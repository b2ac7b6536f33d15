//! HTTP surface tests: routes, status codes and response bodies, served
//! from the in-memory pipeline.

#![allow(clippy::unwrap_used)]
#![allow(clippy::expect_used)]

use std::{sync::Arc, time::Duration};

use axum::{
    body::Body,
    http::{Request, StatusCode},
    Router,
};
use herald_api::{create_router, AppState};
use herald_core::{CampaignId, Clock};
use herald_pipeline::{lock::mock::MemoryLeaseStore, LockConfig, WorkerLock};
use herald_testing::{FailPoint, TestHarness};
use serde_json::Value;
use tower::ServiceExt;

fn app(harness: &TestHarness) -> Router {
    create_router(state(harness))
}

fn state(harness: &TestHarness) -> AppState {
    AppState::new(harness.engine(), Arc::new(harness.clock.clone()))
}

async fn send(app: Router, request: Request<Body>) -> (StatusCode, String) {
    let response = app.oneshot(request).await.unwrap();
    let status = response.status();
    let bytes = axum::body::to_bytes(response.into_body(), usize::MAX).await.unwrap();
    (status, String::from_utf8(bytes.to_vec()).unwrap())
}

async fn send_json(app: Router, request: Request<Body>) -> (StatusCode, Value) {
    let (status, body) = send(app, request).await;
    (status, serde_json::from_str(&body).unwrap())
}

fn post(uri: &str) -> Request<Body> {
    Request::post(uri).body(Body::empty()).unwrap()
}

fn get(uri: &str) -> Request<Body> {
    Request::get(uri).body(Body::empty()).unwrap()
}

fn enqueue_request(campaign_id: CampaignId, key: &str) -> Request<Body> {
    Request::post(format!("/campaigns/{campaign_id}/enqueue"))
        .header("Idempotency-Key", key)
        .body(Body::empty())
        .unwrap()
}

#[tokio::test]
async fn enqueue_returns_queued_count_and_replays_it() {
    let harness = TestHarness::new();
    let owner = harness.owner_with_credits(10).await;
    harness.add_contacts(owner, 3, &["vip"]).await;
    let campaign = harness.draft_campaign(owner, &["vip"]).await;

    let (status, body) = send_json(app(&harness), enqueue_request(campaign.id, "req-1")).await;
    assert_eq!(status, StatusCode::OK);
    assert_eq!(body, serde_json::json!({ "queued": 3 }));

    let (status, replay) = send_json(app(&harness), enqueue_request(campaign.id, "req-1")).await;
    assert_eq!(status, StatusCode::OK);
    assert_eq!(replay, body);

    assert_eq!(harness.backend.reservations_for(owner).await.len(), 1);
}

#[tokio::test]
async fn enqueue_without_idempotency_key_is_rejected() {
    let harness = TestHarness::new();
    let owner = harness.owner_with_credits(10).await;
    let campaign = harness.draft_campaign(owner, &[]).await;

    let (status, body) =
        send_json(app(&harness), post(&format!("/campaigns/{}/enqueue", campaign.id))).await;

    assert_eq!(status, StatusCode::BAD_REQUEST);
    assert_eq!(body["error"]["code"], "MISSING_IDEMPOTENCY_KEY");
}

#[tokio::test]
async fn enqueue_errors_carry_stable_codes() {
    let harness = TestHarness::new();
    let poor = harness.owner_with_credits(1).await;
    harness.add_contacts(poor, 2, &[]).await;
    let unaffordable = harness.draft_campaign(poor, &[]).await;

    let (status, body) = send_json(app(&harness), enqueue_request(unaffordable.id, "k")).await;
    assert_eq!(status, StatusCode::PAYMENT_REQUIRED);
    assert_eq!(body["error"]["code"], "INSUFFICIENT_CREDITS");
    assert!(body["error"]["message"].as_str().unwrap().contains("2 required"));

    let owner = harness.owner_with_credits(10).await;
    let empty = harness.draft_campaign(owner, &["nobody"]).await;
    let (status, body) = send_json(app(&harness), enqueue_request(empty.id, "k")).await;
    assert_eq!(status, StatusCode::UNPROCESSABLE_ENTITY);
    assert_eq!(body["error"]["code"], "NO_RECIPIENTS");

    let (status, body) = send_json(app(&harness), enqueue_request(CampaignId::new(), "k")).await;
    assert_eq!(status, StatusCode::NOT_FOUND);
    assert_eq!(body["error"]["code"], "CAMPAIGN_NOT_FOUND");
}

#[tokio::test]
async fn second_key_while_sending_conflicts() {
    let harness = TestHarness::new();
    let owner = harness.owner_with_credits(10).await;
    harness.add_contacts(owner, 2, &[]).await;
    let campaign = harness.draft_campaign(owner, &[]).await;

    send_json(app(&harness), enqueue_request(campaign.id, "first")).await;
    let (status, body) = send_json(app(&harness), enqueue_request(campaign.id, "second")).await;

    assert_eq!(status, StatusCode::CONFLICT);
    assert_eq!(body["error"]["code"], "ALREADY_SENDING");
    assert_eq!(harness.backend.reservations_for(owner).await.len(), 1);
}

#[tokio::test]
async fn storage_failures_hide_internal_details() {
    let harness = TestHarness::new();
    let owner = harness.owner_with_credits(10).await;
    harness.add_contacts(owner, 2, &[]).await;
    let campaign = harness.draft_campaign(owner, &[]).await;
    harness.backend.fail_next(FailPoint::CountAudience, "relation contacts is locked").await;

    let (status, body) = send_json(app(&harness), enqueue_request(campaign.id, "k")).await;

    assert_eq!(status, StatusCode::INTERNAL_SERVER_ERROR);
    assert_eq!(body["error"]["code"], "DATABASE");
    assert!(!body["error"]["message"].as_str().unwrap().contains("locked"));
}

#[tokio::test]
async fn status_document_serves_both_shapes() {
    let harness = TestHarness::new();
    let owner = harness.owner_with_credits(10).await;
    let contacts = harness.add_contacts(owner, 3, &[]).await;
    let campaign = harness.draft_campaign(owner, &[]).await;

    harness.enqueue(campaign.id, "req-1").await.unwrap();
    harness.drain().await.unwrap();
    harness.provider.set_status_for_phone(&contacts[0].phone, "DELIVRD").await;
    harness.provider.set_status_for_phone(&contacts[1].phone, "undelivered").await;
    harness.advance(Duration::from_secs(61));
    harness.drain().await.unwrap();

    let (status, body) = send(app(&harness), get(&format!("/campaigns/{}/status", campaign.id))).await;
    assert_eq!(status, StatusCode::OK);

    let body = body.replace(&campaign.id.to_string(), "[campaign-id]");
    insta::assert_snapshot!(body, @r#"{"campaignId":"[campaign-id]","status":"completed","queued":0,"totals":{"recipients":3,"accepted":3,"sent":3,"delivered":1,"failed":1},"delivery":{"pendingDelivery":1,"delivered":1,"failedDelivery":1},"sent":3,"failed":1,"processed":3}"#);
}

#[tokio::test]
async fn pause_and_resume_flip_status() {
    let harness = TestHarness::new();
    let owner = harness.owner_with_credits(10).await;
    harness.add_contacts(owner, 2, &[]).await;
    let campaign = harness.draft_campaign(owner, &[]).await;
    harness.enqueue(campaign.id, "req-1").await.unwrap();

    let (status, body) = send_json(app(&harness), post(&format!("/campaigns/{}/pause", campaign.id))).await;
    assert_eq!(status, StatusCode::OK);
    assert_eq!(body["status"], "paused");
    assert_eq!(body["campaignId"], campaign.id.to_string());

    let (status, body) = send_json(app(&harness), post(&format!("/campaigns/{}/pause", campaign.id))).await;
    assert_eq!(status, StatusCode::CONFLICT);
    assert_eq!(body["error"]["code"], "INVALID_STATUS");

    let (status, body) = send_json(app(&harness), post(&format!("/campaigns/{}/resume", campaign.id))).await;
    assert_eq!(status, StatusCode::OK);
    assert_eq!(body["status"], "sending");
}

#[tokio::test]
async fn reconcile_is_rate_limited_per_campaign() {
    let harness = TestHarness::new();
    let owner = harness.owner_with_credits(10).await;
    harness.add_contacts(owner, 1, &[]).await;
    let campaign = harness.draft_campaign(owner, &[]).await;
    harness.enqueue(campaign.id, "req-1").await.unwrap();
    let uri = format!("/campaigns/{}/reconcile", campaign.id);

    let (status, first) = send_json(app(&harness), post(&uri)).await;
    assert_eq!(status, StatusCode::OK);
    assert_eq!(first, serde_json::json!({ "queued": true, "retryAfterSeconds": 0 }));

    harness.advance(Duration::from_secs(30));
    let (_, second) = send_json(app(&harness), post(&uri)).await;
    assert_eq!(second, serde_json::json!({ "queued": false, "retryAfterSeconds": 150 }));

    let (status, body) = send_json(app(&harness), post(&format!("/campaigns/{}/reconcile", CampaignId::new()))).await;
    assert_eq!(status, StatusCode::NOT_FOUND);
    assert_eq!(body["error"]["code"], "CAMPAIGN_NOT_FOUND");
}

#[tokio::test]
async fn health_reports_database_state() {
    let harness = TestHarness::new();

    let (status, body) = send_json(app(&harness), get("/health")).await;
    assert_eq!(status, StatusCode::OK);
    assert_eq!(body["status"], "healthy");
    assert_eq!(body["checks"]["database"]["status"], "up");
    assert!(body["checks"]["database"].get("error").is_none());
    assert_eq!(body["version"], env!("CARGO_PKG_VERSION"));

    harness.backend.fail_next(FailPoint::Ping, "connection refused").await;
    let (status, body) = send_json(app(&harness), get("/ready")).await;
    assert_eq!(status, StatusCode::SERVICE_UNAVAILABLE);
    assert_eq!(body["status"], "unhealthy");
    assert_eq!(body["checks"]["database"]["status"], "down");
    assert!(body["checks"]["database"]["error"].is_string());

    let (status, body) = send_json(app(&harness), get("/live")).await;
    assert_eq!(status, StatusCode::OK);
    assert_eq!(body["status"], "alive");
}

#[tokio::test]
async fn responses_carry_a_request_id() {
    let harness = TestHarness::new();

    let response = app(&harness).oneshot(get("/live")).await.unwrap();

    let request_id = response.headers().get("x-request-id").expect("request id header");
    assert_eq!(request_id.to_str().unwrap().len(), 36);
}

#[tokio::test]
async fn worker_status_reports_lock_and_stats() {
    let harness = TestHarness::new();

    let (status, body) = send_json(app(&harness), get("/workers/status")).await;
    assert_eq!(status, StatusCode::OK);
    assert_eq!(body["running"], false);
    assert!(body["lock"].is_null());
    assert_eq!(body["stats"]["activeWorkers"], 0);

    let clock: Arc<dyn Clock> = Arc::new(harness.clock.clone());
    let lock = Arc::new(WorkerLock::new(
        Arc::new(MemoryLeaseStore::new(clock.clone())),
        LockConfig::default(),
        clock,
    ));
    let guard = lock.acquire().await.unwrap().expect("lock is free");
    let app = create_router(state(&harness).with_worker_lock(lock));

    let (_, body) = send_json(app, get("/workers/status")).await;
    assert_eq!(body["lock"]["key"], "locks:workers:herald:development");
    assert_eq!(body["lock"]["exists"], true);
    assert_eq!(body["lock"]["ownedByThisProcess"], true);

    guard.release().await.unwrap();
}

▶ TASK DETAILS:
Scan the listing above. Collect all lines with the word "false".

▶ RESPONSE:
    assert_eq!(second, serde_json::json!({ "queued": false, "retryAfterSeconds": 150 }));
    assert_eq!(body["running"], false);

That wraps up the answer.